In
Praise of an Economic Revolutionary
The Wall Street Journal
July 5, 2001
Bob
McTeer
President and CEO
Federal Reserve Bank of Dallas
"The state is the great fictitious entity by which everyone
seeks to live at the expense of everyone else."
Frederic
Bastiat (1801-1850)
Claude Frederic Bastiat was born in
Bayonne, in the southwest of France, 200 years ago this month. This week, I
kicked off a conference in nearby Dax,
France, celebrating Bastiat's contributions to individual liberty and free
markets.
The whole world should be celebrating the
birthday of this pioneer of free-market capitalism.
Bastiat's output was prodigious, especially
in the last five years of his life. Through his writing and speeches, and as a
member of the French Chamber of Deputies, Bastiat fought valiantly against the protectionism and
socialism of his time. He proselytized for free trade, free markets
and individual liberty. His weapons were wit and satire; his method was the reductio ad absurdum. More
than any other person before or since, he exposed economic fallacies with a
clarity, simplicity and humor that left opponents with no place to hide.
The most famous example of Bastiat's satire
was his petition to the French parliament on behalf of candlemakers
and related industries. He was seeking relief from "ruinous competition of
a foreign rival who works under conditions so far superior to our own for the
production of light that he is flooding the domestic market with it at an
incredibly low price." The foreign rival was the sun. The relief sought
was a law requiring the closing of all blinds to shut out the sunlight and
stimulate the domestic candle industry.
Despite the publication of Adam Smith's The
Wealth of Nations decades earlier, Bastiat was still fighting the
mercantilist view of exports as good and imports as bad. He pointed out that
under this view, the ideal situation would be for a ship loaded with exports to
sink at sea. One nation gets the benefit of exporting and no nation has to bear
the burden of importing.
Bastiat once saw an editorial proposing a
Bordeaux stop on the railroad from Paris to Spain to stimulate local business.
He wondered, why only Bordeaux? Why not have a stop in every single town along
the way, a neverending
series of breaks,so the
prosperity could be enjoyed by all? They could call it a "negative
railroad."
This point is true even today. Trade with
Mexico has boomed since the passage of the North American Free Trade Agreement
and so has truck traffic across the Rio Grande. Luckily we have bridges to
facilitate the crossing. But while the bridges were made for crossing, the
hundreds of warehouses near the border were not. They're for storing and
waiting, where Mexican truckers are required to hand over their cargo to
domestic carriers. Bastiat had his "negative railroads." We
have "negative bridges."
Then there's Bastiat's broken-window fallacy. It
seems someone broke a window. It's unfortunate, but there's a silver lining.

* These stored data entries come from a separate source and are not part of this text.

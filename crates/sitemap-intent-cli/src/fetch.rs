//! HTTP and filesystem access to sitemap sources.

use crate::config::HttpConfig;
use crate::rate_limiter::RateLimiter;
use async_trait::async_trait;
use rand::seq::SliceRandom;
use rand::Rng;
use reqwest::StatusCode;
use sitemap_intent::{Error, Result, SitemapFetcher};
use std::path::Path;
use std::time::Duration;
use tracing::{debug, warn};

/// Fetches sitemap bodies over HTTP(S) with retries, or from local files.
pub struct HttpFetcher {
    client: reqwest::Client,
    user_agents: Vec<String>,
    retries: u32,
    backoff: Duration,
    limiter: RateLimiter,
}

/// Outcome of one HTTP attempt.
enum Attempt {
    Body(Vec<u8>),
    Retry(String),
    Fatal(String),
}

impl HttpFetcher {
    pub fn new(http: &HttpConfig) -> anyhow::Result<Self> {
        let client = reqwest::Client::builder()
            .timeout(http.timeout())
            .build()?;
        let mut user_agents = vec![http.user_agent.clone()];
        user_agents.extend(http.extra_user_agents.iter().filter(|ua| !ua.is_empty()).cloned());
        Ok(Self {
            client,
            user_agents,
            retries: http.retries,
            backoff: Duration::from_secs(1),
            limiter: RateLimiter::new(1, http.delay()),
        })
    }

    /// Base of the exponential backoff between retries.
    pub fn with_backoff(mut self, backoff: Duration) -> Self {
        self.backoff = backoff;
        self
    }

    /// Honour a robots.txt `Crawl-delay` when it is slower than the current delay.
    pub fn apply_crawl_delay(&mut self, crawl_delay: Option<f32>) {
        let current = self.limiter.min_delay();
        let limiter = RateLimiter::from_crawl_delay(crawl_delay, current, 1);
        if limiter.min_delay() > current {
            debug!(delay_ms = limiter.min_delay().as_millis() as u64, "raising request delay");
            self.limiter = limiter;
        }
    }

    pub fn min_delay(&self) -> Duration {
        self.limiter.min_delay()
    }

    /// GET `url`, retrying up to `retries` extra times.
    pub async fn get(&self, url: &str, retries: u32) -> Result<Vec<u8>> {
        let mut last_error = String::new();
        for attempt in 0..=retries {
            if attempt > 0 {
                let pause = self.backoff_for(attempt);
                debug!(%url, attempt, pause_ms = pause.as_millis() as u64, "retrying");
                tokio::time::sleep(pause).await;
            }
            match self.attempt(url).await {
                Attempt::Body(body) => return Ok(body),
                Attempt::Retry(reason) => {
                    warn!(%url, attempt, "fetch failed: {reason}");
                    last_error = reason;
                }
                Attempt::Fatal(reason) => return Err(sitemap_error(url, reason)),
            }
        }
        Err(sitemap_error(url, format!("gave up after {} attempts: {last_error}", retries + 1)))
    }

    /// True when a single GET of `url` succeeds.
    pub async fn probe(&self, url: &str) -> bool {
        self.get(url, 0).await.is_ok()
    }

    async fn attempt(&self, url: &str) -> Attempt {
        let _guard = self.limiter.acquire().await;
        let user_agent = self.pick_user_agent();
        let response = match self
            .client
            .get(url)
            .header(reqwest::header::USER_AGENT, user_agent)
            .send()
            .await
        {
            Ok(response) => response,
            Err(e) => return Attempt::Retry(e.to_string()),
        };

        let status = response.status();
        if !status.is_success() {
            let reason = format!("HTTP {status}");
            return if is_retryable(status) {
                Attempt::Retry(reason)
            } else {
                Attempt::Fatal(reason)
            };
        }
        match response.bytes().await {
            Ok(bytes) => Attempt::Body(bytes.to_vec()),
            Err(e) => Attempt::Retry(e.to_string()),
        }
    }

    fn pick_user_agent(&self) -> &str {
        self.user_agents
            .choose(&mut rand::thread_rng())
            .map(String::as_str)
            .unwrap_or(crate::config::DEFAULT_USER_AGENT)
    }

    /// `backoff * 2^(attempt-1)` plus up to one `backoff` of jitter.
    fn backoff_for(&self, attempt: u32) -> Duration {
        let exp = self.backoff.saturating_mul(1 << (attempt - 1).min(16));
        let jitter = rand::thread_rng().gen_range(0.0..=1.0);
        exp + self.backoff.mul_f64(jitter)
    }
}

#[async_trait]
impl SitemapFetcher for HttpFetcher {
    async fn fetch(&self, location: &str) -> Result<Vec<u8>> {
        if is_http_url(location) {
            return self.get(location, self.retries).await;
        }
        let path = Path::new(location.strip_prefix("file://").unwrap_or(location));
        tokio::fs::read(path)
            .await
            .map_err(|e| sitemap_error(location, e.to_string()))
    }
}

/// 403, 429 and 5xx are worth another attempt.
pub fn is_retryable(status: StatusCode) -> bool {
    status == StatusCode::FORBIDDEN
        || status == StatusCode::TOO_MANY_REQUESTS
        || status.is_server_error()
}

pub fn is_http_url(location: &str) -> bool {
    url::Url::parse(location)
        .map(|u| matches!(u.scheme(), "http" | "https"))
        .unwrap_or(false)
}

fn sitemap_error(location: &str, reason: String) -> Error {
    Error::Sitemap {
        location: location.to_string(),
        reason,
    }
}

Money spent to repair the window will bring new business to the repairman. He,
in turn, will spend his higher income and generate more business for others.
The broken window could ultimately create a boom.
Wait a minute, Bastiat cautioned. That's
based only on what is seen. You must also consider what is not seen, what does
not happen. What is not seen is how the money would have been spent if the
window had not been broken. The broken window didn't increase spending; it
diverted spending.
Obvious? Sure, but we fall for a version of the
broken-window fallacy every time we evaluate the impact of a government program
without considering what taxpayers would have done with the money instead. Some
people even judge monetary policy by what happens, without considering what
might have happened.
Most economic myths give way to Bastiat's
distinction between the seen and the unseen. Related
concepts include half truths and whole truths, intended and unintended
consequences, the short run and long run and partial effects and total effects.
Henry Hazlitt expanded on these themes in his
wonderful book, "Economics in One Lesson." If you don't have time to
read Bastiat's collected works, try Hazlitt's book.
Bastiat called attention to the absurdities that come from favoring
producers over consumers and sellers over buyers. Producers benefit from scarcity
and high prices while consumers benefit from abundance and low prices.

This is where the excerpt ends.